This is how bad COVID-19 could get in Ontario over the next month
Ontario keeps on hitting record highs for new COVID-19 infections per day despite fairly stringent lockdowns in the province's two hotspot regions, and new modelling data released by the government's top experts on Thursday has residents even more fearful of what the coming weeks could bring.
The short-term projections from the Ontario COVID-19 Science Advisory Table show that we could end up in a pretty dire situation if restrictions stay as they are, seeing around 6,500 daily new infections by the middle of next month assuming cases grow at a rate of five per cent. At a rate of three per cent, this number would be closer to 3,500 by the same time.
Unfortunately, our growth rate in the past two weeks is already sitting at around four per cent — six per cent in the last three days alone — with 1,575 new cases today, the biggest increase we've seen in a single day to date.
The Table mentions in the report that if this growth rate does indeed hit 5 per cent, "our case numbers likely exceed several jurisdictions in Europe that are now in some form of lockdown," insinuating that we must consider locking things down further.
"If we continue on with the current level of restrictions, I would not expect to see any deviation from the current results — you would continue to see growth," the co-chair of the Table said at a press conference today.
"I do not believe there's a way that the [case rate] will change without action."
Though the document indicates that current measures in Ontario have had at least "some effect" on spread, it also shows how other parts of the world, such as France and Germany, have still struggled to slow rising case numbers even after their most recent partial or full lockdowns.

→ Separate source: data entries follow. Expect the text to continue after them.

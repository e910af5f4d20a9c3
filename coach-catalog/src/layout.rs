use chrono::{DateTime, Utc};
use coach_core::{text_enum, EngineError, EngineResult};
use serde::{Deserialize, Serialize};
use std::collections::HashSet;
use uuid::Uuid;

text_enum! {
    pub enum LayoutKind {
        TwoByTwo => "2x2",
        TwoByThree => "2x3",
        OneByTwo => "1x2",
        TwoByOne => "2x1",
    }
}

text_enum! {
    pub enum SeatType {
        Seater => "seater",
        Sleeper => "sleeper",
    }
}

text_enum! {
    pub enum SeatPosition {
        Window => "window",
        Aisle => "aisle",
        Middle => "middle",
    }
}

text_enum! {
    pub enum Deck {
        Lower => "lower",
        Upper => "upper",
    }
}

impl Default for LayoutKind {
    fn default() -> Self {
        LayoutKind::TwoByTwo
    }
}

impl Default for SeatType {
    fn default() -> Self {
        SeatType::Seater
    }
}

impl Default for SeatPosition {
    fn default() -> Self {
        SeatPosition::Middle
    }
}

impl Default for Deck {
    fn default() -> Self {
        Deck::Lower
    }
}

#[derive(Debug, Clone, PartialEq, Serialize, Deserialize)]
#[serde(rename_all = "camelCase")]
pub struct SeatSpec {
    pub seat_number: String,
    pub row: u32,
    pub column: u32,
    #[serde(rename = "type", default)]
    pub seat_type: SeatType,
    #[serde(default)]
    pub position: SeatPosition,
    #[serde(default)]
    pub deck: Deck,
}

/// The physical seat map of one bus.
#[derive(Debug, Clone, PartialEq, Serialize, Deserialize)]
#[serde(rename_all = "camelCase")]
pub struct SeatLayout {
    pub id: Uuid,
    pub bus_id: Uuid,
    pub layout: LayoutKind,
    pub total_seats: u32,
    pub seats: Vec<SeatSpec>,
    pub created_at: DateTime<Utc>,
}

impl SeatLayout {
    pub fn new(
        bus_id: Uuid,
        layout: LayoutKind,
        total_seats: u32,
        seats: Vec<SeatSpec>,
        now: DateTime<Utc>,
    ) -> EngineResult<Self> {
        validate_seats(total_seats, &seats)?;
        Ok(Self {
            id: Uuid::new_v4(),
            bus_id,
            layout,
            total_seats,
            seats,
            created_at: now,
        })
    }

    pub fn seat_numbers(&self) -> HashSet<&str> {
        self.seats.iter().map(|s| s.seat_number.as_str()).collect()
    }

    /// Requested seats that are not part of this layout, in request order.
    pub fn unknown_seats<'a, I>(&self, requested: I) -> Vec<String>
    where
        I: IntoIterator<Item = &'a str>,
    {
        let known = self.seat_numbers();
        requested
            .into_iter()
            .filter(|s| !known.contains(s))
            .map(str::to_string)
            .collect()
    }
}

/// Write-time invariant: one entry per seat, unique non-blank seat numbers.
pub fn validate_seats(total_seats: u32, seats: &[SeatSpec]) -> EngineResult<()> {
    if seats.len() != total_seats as usize {
        return Err(EngineError::Validation(
            "Total seats must match the number of seats in layout".to_string(),
        ));
    }
    let mut seen = HashSet::new();
    for seat in seats {
        if seat.seat_number.trim().is_empty() {
            return Err(EngineError::Validation("Seat number cannot be empty".to_string()));
        }
        if !seen.insert(seat.seat_number.as_str()) {
            return Err(EngineError::Validation(format!(
                "Duplicate seat number in layout: {}",
                seat.seat_number
            )));
        }
    }
    Ok(())
}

More concerning than the projected case numbers for Ontario, perhaps, is the fact that the experts are predicting ICU occupancy to continue rising to surpass a key threshold of 150 within just two weeks, given our ICU admittance rate of 1.5 per cent of all COVID-19 patients.
The data shows this number hitting 400 ICU hospitalizations within six weeks, potentially overruning hospital capacity in some regions.
With the transmission setting unknown in 60 per cent of the province's recent cases — Toronto having the highest proportion of infections that have no known epidemiological link, meaning they are not from known outbreaks, direct contact with a patient or recent travel — enhanced restrictions on public settings may be one of the best and perhaps only ways to curb community spread, the experts say.
5 per cent growth the province could top 6,000 new infections daily by December. That would be four times today’s record level of 1,575 new COVID-19 cases. @fordnation @celliottability How many more of will have to die before you either step aside or LISTEN to expert advice?
— papillon4444, rabble-rousing crone 🇨🇦 🌈 🍎😷☮️ (@papillon4444) November 12, 2020
But, with countless businesses on the verge of or past irreparable financial ruin, industries and the economy at large floundering and the population's mental health worsening, implementing more stringent lockdown measures is not an easy choice to make — hence why Premier Doug Ford is opposed to a full shutdown.
"How do you deal with the mental health of people? It's easy for people to say 'just shut everything down,' when they're guaranteed a paycheque every week," Ford said at his daily media briefing today in defence of the province's new colour-coded reopening framework, which has drawn some criticism.
"Shut everything down is not the approach we're taking, we're taking a balanced approach."
We're all at risk of #COVID19 infection but we can control this if we're disciplined in how we spend our time, who we spend it with & take steps for self-protection. Please do whatever you can to starve this virus if its ability spread: https://t.co/71KjPp2NDw
— Dr. Eileen de Villa (@epdevilla) November 12, 2020
The province currently has 11,271 active cases of the virus among a population of 14.5 million, with an overall recovery rate of 83.8 per cent and a fatality rate of 3.7 per cent, with the vast majority of the province's COVID deaths in patients aged 80 and over.